_PROMPT_:
Print nothing but the lines below starting at the line that holds "pub struct ErrorResponse" and ending at the line that holds "impl ActiveModelBehavior for", including both, each exactly as written.

START DATA IN THIS EXERCISE

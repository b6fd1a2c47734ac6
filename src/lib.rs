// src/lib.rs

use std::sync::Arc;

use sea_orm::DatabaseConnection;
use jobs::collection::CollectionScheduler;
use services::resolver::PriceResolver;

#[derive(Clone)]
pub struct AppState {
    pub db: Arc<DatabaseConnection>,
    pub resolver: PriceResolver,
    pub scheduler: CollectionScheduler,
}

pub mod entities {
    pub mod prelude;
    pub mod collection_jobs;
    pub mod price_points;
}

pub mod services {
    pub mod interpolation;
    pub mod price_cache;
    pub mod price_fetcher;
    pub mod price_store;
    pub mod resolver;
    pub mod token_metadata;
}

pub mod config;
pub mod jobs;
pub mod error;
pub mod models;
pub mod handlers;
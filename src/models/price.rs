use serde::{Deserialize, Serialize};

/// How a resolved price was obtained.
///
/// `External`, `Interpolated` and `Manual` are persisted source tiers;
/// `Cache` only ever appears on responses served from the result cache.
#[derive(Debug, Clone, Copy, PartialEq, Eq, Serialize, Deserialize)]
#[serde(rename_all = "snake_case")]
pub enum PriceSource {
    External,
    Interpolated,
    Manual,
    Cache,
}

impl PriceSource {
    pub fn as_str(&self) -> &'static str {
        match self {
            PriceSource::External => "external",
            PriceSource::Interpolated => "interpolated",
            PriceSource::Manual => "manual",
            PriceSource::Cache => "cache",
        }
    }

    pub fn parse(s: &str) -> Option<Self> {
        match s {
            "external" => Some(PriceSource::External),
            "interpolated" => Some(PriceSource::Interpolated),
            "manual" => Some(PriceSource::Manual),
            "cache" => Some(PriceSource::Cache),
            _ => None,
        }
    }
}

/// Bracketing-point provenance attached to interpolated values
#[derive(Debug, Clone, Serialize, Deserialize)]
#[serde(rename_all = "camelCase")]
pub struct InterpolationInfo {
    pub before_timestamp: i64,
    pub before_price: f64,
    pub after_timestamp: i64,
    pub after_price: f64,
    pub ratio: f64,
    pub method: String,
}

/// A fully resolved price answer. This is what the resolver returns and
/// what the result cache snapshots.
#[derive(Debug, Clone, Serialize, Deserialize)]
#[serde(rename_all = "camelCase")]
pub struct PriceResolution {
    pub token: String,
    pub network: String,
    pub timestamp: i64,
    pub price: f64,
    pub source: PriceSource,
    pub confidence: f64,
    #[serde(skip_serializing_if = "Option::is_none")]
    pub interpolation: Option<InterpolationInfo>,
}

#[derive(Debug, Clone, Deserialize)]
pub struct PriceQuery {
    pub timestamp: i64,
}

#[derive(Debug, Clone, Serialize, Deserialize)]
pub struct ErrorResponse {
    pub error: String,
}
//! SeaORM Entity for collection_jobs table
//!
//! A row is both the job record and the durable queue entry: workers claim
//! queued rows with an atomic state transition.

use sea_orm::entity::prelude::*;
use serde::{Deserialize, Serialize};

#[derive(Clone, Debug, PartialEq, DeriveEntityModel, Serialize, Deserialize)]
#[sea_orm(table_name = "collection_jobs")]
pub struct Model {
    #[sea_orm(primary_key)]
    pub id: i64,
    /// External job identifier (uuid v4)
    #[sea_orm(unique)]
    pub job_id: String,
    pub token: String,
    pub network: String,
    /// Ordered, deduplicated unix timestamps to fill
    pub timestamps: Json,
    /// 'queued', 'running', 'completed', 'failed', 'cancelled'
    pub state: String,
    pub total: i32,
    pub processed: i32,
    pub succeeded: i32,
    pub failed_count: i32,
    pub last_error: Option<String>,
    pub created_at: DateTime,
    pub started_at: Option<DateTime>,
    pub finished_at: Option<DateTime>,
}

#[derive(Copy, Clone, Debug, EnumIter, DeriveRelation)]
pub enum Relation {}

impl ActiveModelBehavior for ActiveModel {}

END DATA IN THIS EXERCISE
START DATA IN THIS EXERCISE

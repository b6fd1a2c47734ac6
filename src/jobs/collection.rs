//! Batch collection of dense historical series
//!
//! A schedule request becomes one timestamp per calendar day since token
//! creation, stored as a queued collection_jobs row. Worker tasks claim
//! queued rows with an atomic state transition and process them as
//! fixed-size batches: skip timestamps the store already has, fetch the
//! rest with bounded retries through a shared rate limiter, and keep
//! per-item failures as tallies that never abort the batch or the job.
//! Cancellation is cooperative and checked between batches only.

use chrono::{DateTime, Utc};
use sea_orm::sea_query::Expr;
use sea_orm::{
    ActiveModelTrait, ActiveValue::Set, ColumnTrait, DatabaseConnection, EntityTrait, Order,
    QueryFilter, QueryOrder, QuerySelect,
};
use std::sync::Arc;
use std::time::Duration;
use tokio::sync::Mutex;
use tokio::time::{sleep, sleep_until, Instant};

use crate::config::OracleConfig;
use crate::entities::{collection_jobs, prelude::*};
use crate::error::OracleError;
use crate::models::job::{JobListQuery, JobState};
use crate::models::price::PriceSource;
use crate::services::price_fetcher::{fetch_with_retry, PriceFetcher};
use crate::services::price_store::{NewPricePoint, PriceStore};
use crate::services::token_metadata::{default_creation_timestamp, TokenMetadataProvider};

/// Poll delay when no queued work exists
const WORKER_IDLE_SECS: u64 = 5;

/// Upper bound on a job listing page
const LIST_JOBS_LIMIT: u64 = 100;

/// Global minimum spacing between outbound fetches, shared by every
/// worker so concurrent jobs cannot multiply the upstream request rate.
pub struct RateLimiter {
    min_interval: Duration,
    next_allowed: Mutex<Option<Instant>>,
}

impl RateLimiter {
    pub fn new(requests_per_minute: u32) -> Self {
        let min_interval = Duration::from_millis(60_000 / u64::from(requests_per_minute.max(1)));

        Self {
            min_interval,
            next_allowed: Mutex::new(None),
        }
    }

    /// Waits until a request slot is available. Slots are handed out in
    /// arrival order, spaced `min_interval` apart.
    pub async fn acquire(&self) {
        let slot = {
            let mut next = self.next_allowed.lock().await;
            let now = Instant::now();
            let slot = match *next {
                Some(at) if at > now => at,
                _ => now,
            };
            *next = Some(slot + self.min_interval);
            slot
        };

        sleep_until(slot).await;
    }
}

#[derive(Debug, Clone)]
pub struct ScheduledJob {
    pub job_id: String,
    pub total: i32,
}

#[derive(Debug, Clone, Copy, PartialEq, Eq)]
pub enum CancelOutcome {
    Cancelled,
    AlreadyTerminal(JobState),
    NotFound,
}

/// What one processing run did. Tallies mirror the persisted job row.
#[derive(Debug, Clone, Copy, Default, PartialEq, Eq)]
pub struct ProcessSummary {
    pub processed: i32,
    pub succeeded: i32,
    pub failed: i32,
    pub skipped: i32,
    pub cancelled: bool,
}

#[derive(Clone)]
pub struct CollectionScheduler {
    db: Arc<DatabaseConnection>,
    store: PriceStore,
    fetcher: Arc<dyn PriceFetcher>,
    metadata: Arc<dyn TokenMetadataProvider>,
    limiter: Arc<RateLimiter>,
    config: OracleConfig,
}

END DATA IN THIS EXERCISE

_SOLUTION FOR THIS EXERCISE_:
pub struct ErrorResponse {
    pub error: String,
}
//! SeaORM Entity for collection_jobs table
//!
//! A row is both the job record and the durable queue entry: workers claim
//! queued rows with an atomic state transition.

use sea_orm::entity::prelude::*;
use serde::{Deserialize, Serialize};

#[derive(Clone, Debug, PartialEq, DeriveEntityModel, Serialize, Deserialize)]
#[sea_orm(table_name = "collection_jobs")]
pub struct Model {
    #[sea_orm(primary_key)]
    pub id: i64,
    /// External job identifier (uuid v4)
    #[sea_orm(unique)]
    pub job_id: String,
    pub token: String,
    pub network: String,
    /// Ordered, deduplicated unix timestamps to fill
    pub timestamps: Json,
    /// 'queued', 'running', 'completed', 'failed', 'cancelled'
    pub state: String,
    pub total: i32,
    pub processed: i32,
    pub succeeded: i32,
    pub failed_count: i32,
    pub last_error: Option<String>,
    pub created_at: DateTime,
    pub started_at: Option<DateTime>,
    pub finished_at: Option<DateTime>,
}

#[derive(Copy, Clone, Debug, EnumIter, DeriveRelation)]
pub enum Relation {}

impl ActiveModelBehavior for ActiveModel {}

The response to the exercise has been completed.